What is the police doing - before they had felt rubber truncheons on their backs - a few hundred thousand citizens who are demanding recognition of results of local elections also wondered. After the experience of demonstrations on 9 March 1991 and 1 June 1993, many of them doubt that the Ministry of the interior of Serbia exists for any other purpose except to use truncheons against tax payers every time they rebel against repression and thefts of the regime. Indeed, what was the police doing for thirty five days before it began thrashing the citizens instead of protecting them?
Warming Up
As we learn, forthe sake of informing everyone, it did not stand idle and sitting on its hands. Hours upon hours of recorded telephone and other conversations of those "interesting from the aspect of security" were played, sleepless nights were spent over maps showing movements of the above mentioned, numerous meetings with permanent and occasional associates and informers were held... The police was then photographing demonstrants (by officers or by cameras hung up on lamp posts) and made selections of the material shot by cameramen of the state media: for the "data base", but also as evidence for arresting people who had thrown stones along with the eggs at the buildings of state TV and Politika. Some of these shots were then used by the mentioned companies for allegations about "handfuls of hooligans". And when speaking about media, let us also say that State Security Service started a disinformative weekly of its own called Fles
- political pornography yet unseen in this space.
The police intervened as soon as Milosevic's vanity came on the agenda: Dejan Bulatovic who had carried the puppet presenting President of Serbia in a convict's suit was arrested to set an example and brutally beaten up and convicted to 25 days in prison - allegedly for disturbing the traffic. A cordon of police twice prevented the couple Milosevic-Markovic from hearing students' whistles and chanting "Red Gang".

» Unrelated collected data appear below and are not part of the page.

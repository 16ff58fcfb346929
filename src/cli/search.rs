use std::io::{self, Write};
use std::path::PathBuf;

use clap::Parser;

use crate::config;
use crate::render;
use crate::state::CatalogViewState;

use super::Result;

#[derive(Debug, Parser)]
pub struct RunSearch {
    #[arg(short, long)]
    pub config_file: Option<PathBuf>,
    #[arg(required = true, num_args = 1.., help = "Text to search for")]
    pub text: Vec<String>,
}

impl RunSearch {
    pub(super) async fn run(&self) -> Result<()> {
        let conf = config::read(self.config_file.as_ref())?;
        let state = super::catalog_state(&conf);

        self.search(&state, &mut io::stdout()).await
    }

    pub async fn search<W: Write>(&self, state: &CatalogViewState, out: &mut W) -> Result<()> {
        let text = self.text.join(" ");

        // Blank submissions are dropped rather than sent as an empty search
        if text.trim().is_empty() {
            writeln!(out, "Nothing to search for.")?;
            return Ok(());
        }

        state.search(&text).await?;

        Ok(render::write_game_list(out, &state.results())?)
    }
}
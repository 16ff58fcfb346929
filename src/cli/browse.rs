use std::io::{self, Write};
use std::path::PathBuf;

use clap::Parser;

use crate::config;
use crate::rawg::CatalogQuery;
use crate::render;
use crate::state::CatalogViewState;

use super::Result;

#[derive(Debug, Parser)]
pub struct RunBrowse {
    #[arg(short, long)]
    pub config_file: Option<PathBuf>,
    #[arg(short, long, help = "Release date range, e.g. 2019-09-01,2019-09-30")]
    pub dates: Option<String>,
    #[arg(short, long, help = "Platform IDs (comma-separated)")]
    pub platforms: Option<String>,
}

impl RunBrowse {
    pub(super) async fn run(&self) -> Result<()> {
        let conf = config::read(self.config_file.as_ref())?;
        let state = super::catalog_state(&conf);

        self.browse(&state, &mut io::stdout()).await
    }

    pub fn query(&self) -> CatalogQuery {
        CatalogQuery {
            release_dates: self.dates.clone(),
            platforms: self.platforms.clone(),
            search_text: None,
        }
    }

    pub async fn browse<W: Write>(&self, state: &CatalogViewState, out: &mut W) -> Result<()> {
        state.load(self.query()).await?;

        Ok(render::write_game_list(out, &state.results())?)
    }
}
pub mod browse;
pub mod search;
pub mod show;

use std::sync::Arc;

use clap::Parser;
use thiserror::Error;
use tokio::task::JoinError;

use crate::config::{Config, ConfigError};
use crate::rawg::RawgClient;
use crate::state::CatalogViewState;

#[derive(Error, Debug)]
pub enum CliError {
    #[error(transparent)]
    Config(#[from] ConfigError),
    #[error("Failed to write output: {0}")]
    Io(#[from] std::io::Error),
    #[error("Catalog task failed: {0}")]
    Task(#[from] JoinError),
}

pub type Result<T> = std::result::Result<T, CliError>;

#[derive(Debug, Parser)]
#[command(name = "gamehub")]
#[command(version = "0.1.0")]
enum Cli {
    /// List games from the RAWG catalog
    Browse(browse::RunBrowse),
    /// Search the catalog by name
    Search(search::RunSearch),
    /// Show details for the game best matching a name
    Show(show::RunShow),
}

impl Cli {
    async fn run(&self) -> Result<()> {
        match self {
            Self::Browse(cmd) => cmd.run().await,
            Self::Search(cmd) => cmd.run().await,
            Self::Show(cmd) => cmd.run().await,
        }
    }
}

/// View state backed by the real RAWG client described by the config
fn catalog_state(conf: &Config) -> CatalogViewState {
    let client = RawgClient::new(conf.api_key(), &conf.rawg.base_url);
    CatalogViewState::new(Arc::new(client))
}

pub async fn cli_main() {
    if let Err(e) = Cli::parse().run().await {
        eprintln!("Error: {}", e);
        std::process::exit(1);
    }
}
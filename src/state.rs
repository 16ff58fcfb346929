
use std::sync::Arc;

use tokio::sync::watch;
use tokio::task::JoinHandle;
use tracing::debug;

use crate::models::game::GameSummary;
use crate::rawg::{CatalogQuery, GameCatalogHandling};

/// Everything a catalog screen renders, published as one value so observers never see a
/// half-applied fetch.
#[derive(Clone, Debug, Default, PartialEq)]
pub struct CatalogSnapshot {
    /// Results of the most recently completed fetch, replaced wholesale
    pub results: Vec<GameSummary>,
    /// True while a search intent's fetch is outstanding. Plain loads never set it.
    pub is_searching: bool,
    /// Game opened for details; fetches leave it alone
    pub selected: Option<GameSummary>,
}

/// State holder for one catalog screen.
///
/// Intents that fetch spawn a Tokio task and return its handle straight away. Dropping the
/// handle does not cancel the fetch, and nothing cancels a superseded one: when fetches
/// overlap, whichever completes last overwrites `results` (and clears `is_searching`),
/// regardless of the order the intents were issued in.
///
/// Observers call `subscribe` and are woken on every change.
pub struct CatalogViewState {
    catalog: Arc<dyn GameCatalogHandling>,
    state: Arc<watch::Sender<CatalogSnapshot>>,
}

impl CatalogViewState {
    pub fn new(catalog: Arc<dyn GameCatalogHandling>) -> CatalogViewState {
        let (state, _) = watch::channel(CatalogSnapshot::default());

        CatalogViewState { catalog, state: Arc::new(state) }
    }

    pub fn subscribe(&self) -> watch::Receiver<CatalogSnapshot> {
        self.state.subscribe()
    }

    pub fn snapshot(&self) -> CatalogSnapshot {
        self.state.borrow().clone()
    }

    pub fn results(&self) -> Vec<GameSummary> {
        self.state.borrow().results.clone()
    }

    pub fn is_searching(&self) -> bool {
        self.state.borrow().is_searching
    }

    pub fn selected_item(&self) -> Option<GameSummary> {
        self.state.borrow().selected.clone()
    }

    /// Load the unfiltered catalog front page
    pub fn load_default(&self) -> JoinHandle<()> {
        self.load(CatalogQuery::default())
    }

    /// Load with filters. Leaves `is_searching` untouched, so an in-flight load is
    /// indistinguishable from idle through that flag.
    pub fn load(&self, query: CatalogQuery) -> JoinHandle<()> {
        let catalog = Arc::clone(&self.catalog);
        let state = Arc::clone(&self.state);

        tokio::spawn(async move {
            let games = catalog.fetch_games(&query).await;
            debug!(count = games.len(), "Applying catalog load");

            state.send_modify(|s| s.results = games);
        })
    }

    /// Search by free text. `is_searching` is set before this returns and cleared together
    /// with the results when this search's fetch completes.
    pub fn search(&self, text: &str) -> JoinHandle<()> {
        let catalog = Arc::clone(&self.catalog);
        let state = Arc::clone(&self.state);
        let query = CatalogQuery::search(text);

        self.state.send_modify(|s| s.is_searching = true);

        tokio::spawn(async move {
            let games = catalog.fetch_games(&query).await;
            debug!(count = games.len(), "Applying search results");

            state.send_modify(|s| {
                s.results = games;
                s.is_searching = false;
            });
        })
    }

    /// Go back to the default list after a search. Ignored while a search is outstanding.
    pub fn clear_search(&self) -> Option<JoinHandle<()>> {
        if self.is_searching() {
            debug!("Ignoring clear while a search is in flight");
            return None;
        }

        Some(self.load_default())
    }

    pub fn select_item(&self, game: GameSummary) {
        self.state.send_modify(|s| s.selected = Some(game));
    }

    pub fn clear_selection(&self) {
        self.state.send_modify(|s| s.selected = None);
    }
}

use std::io::{self, Write};
use std::path::PathBuf;

use clap::Parser;
use strsim::normalized_levenshtein;

use crate::config;
use crate::models::game::GameSummary;
use crate::render;
use crate::state::CatalogViewState;

use super::Result;

#[derive(Debug, Parser)]
pub struct RunShow {
    #[arg(short, long)]
    pub config_file: Option<PathBuf>,
    #[arg(required = true, num_args = 1.., help = "Name of the game")]
    pub name: Vec<String>,
}

/// The result whose name is closest to `name`; the first one wins ties
pub fn best_match<'a>(games: &'a [GameSummary], name: &str) -> Option<&'a GameSummary> {
    let wanted = name.trim().to_lowercase();
    let score = |g: &GameSummary| normalized_levenshtein(&g.display_name().to_lowercase(), &wanted);

    games
        .iter()
        .fold(None, |best: Option<(&GameSummary, f64)>, g| {
            let s = score(g);
            match best {
                Some((_, best_score)) if best_score >= s => best,
                _ => Some((g, s)),
            }
        })
        .map(|(g, _)| g)
}

impl RunShow {
    pub(super) async fn run(&self) -> Result<()> {
        let conf = config::read(self.config_file.as_ref())?;
        let state = super::catalog_state(&conf);

        self.show(&state, &mut io::stdout()).await
    }

    pub async fn show<W: Write>(&self, state: &CatalogViewState, out: &mut W) -> Result<()> {
        let name = self.name.join(" ");

        if name.trim().is_empty() {
            writeln!(out, "Nothing to search for.")?;
            return Ok(());
        }

        state.search(&name).await?;

        let results = state.results();
        let Some(game) = best_match(&results, &name) else {
            writeln!(out, "No games found.")?;
            return Ok(());
        };

        state.select_item(game.clone());
        if let Some(selected) = state.selected_item() {
            render::write_game_details(out, &selected)?;
        }
        state.clear_selection();

        Ok(())
    }
}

It seems that that was all that police analysts advised should be done. They counted on the traditional disharmony among opposition leaders, on propaganda and intimidation by state media, on fatigue and defeatism of the students and citizens due to the unyielding regime, on the cold, worn out shoes... Apart from that, the authorities received clear and unambiguous warnings from the international community, primarily the USA that they would be taken responsible for violence, and Milosevic was still trying to preserve the appearances of a serious partner and a man who abides by the rules set by himself.
Counter-demonstrations
However, the situation has developed into a crisis. Demonstrations have not died down, but on the contrary intensified; the colder it got, the more ardently citizens demanded respect of their will; inflexibility of the regime started to shake its own foundations, and leaders of the coalition Together have never had better chances, so they could not allow themselves any public conflicts. Something had to be done. The authorities decided that that something should be counter-demonstrations. Their first task was to express love "until death" to Slobodan Milosevic, in an organized manner and according to the rules of the service, and then, in a revolutionary manner and with assistance and logistic support of the police, disperse the "handful of rightists" who were gathering in more than forty towns of Serbia. Counter-demonstrations which started in the deepest and hidebound provinces, somehow passed. In Kragujevac and Valjevo, police cordons had a hard time saving the counter-demonstrants brought by buses from the revolt of five times more numerous local citizens. Not even the greatest experts of State Security Service could organize anything with several thousand bewildered pensioners and workers brought directly from factories.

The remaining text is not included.